<<<<

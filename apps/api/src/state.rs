use std::sync::Arc;

use crate::config::Config;
use crate::llm_client::LlmClient;
use crate::rag::RagPipeline;
use crate::screening::JobCatalog;

/// Shared application state injected into all route handlers via Axum extractors.
#[derive(Clone)]
pub struct AppState {
    /// Sessions, chunker and model collaborators. Built once at start-up.
    pub rag: Arc<RagPipeline>,
    /// Job postings used for best-match screening.
    pub jobs: Arc<JobCatalog>,
    /// Raw model-server client, used by the health probe.
    pub llm: LlmClient,
    pub config: Config,
}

>>>>

Work to complete ▸ Which lines run from the one holding "use crate::config::Config;" through the end of the data? Write them out exactly, ends included, and add nothing.

Written solution ▸
use crate::config::Config;
use crate::llm_client::LlmClient;
use crate::rag::RagPipeline;
use crate::screening::JobCatalog;

/// Shared application state injected into all route handlers via Axum extractors.
#[derive(Clone)]
pub struct AppState {
    /// Sessions, chunker and model collaborators. Built once at start-up.
    pub rag: Arc<RagPipeline>,
    /// Job postings used for best-match screening.
    pub jobs: Arc<JobCatalog>,
    /// Raw model-server client, used by the health probe.
    pub llm: LlmClient,
    pub config: Config,
}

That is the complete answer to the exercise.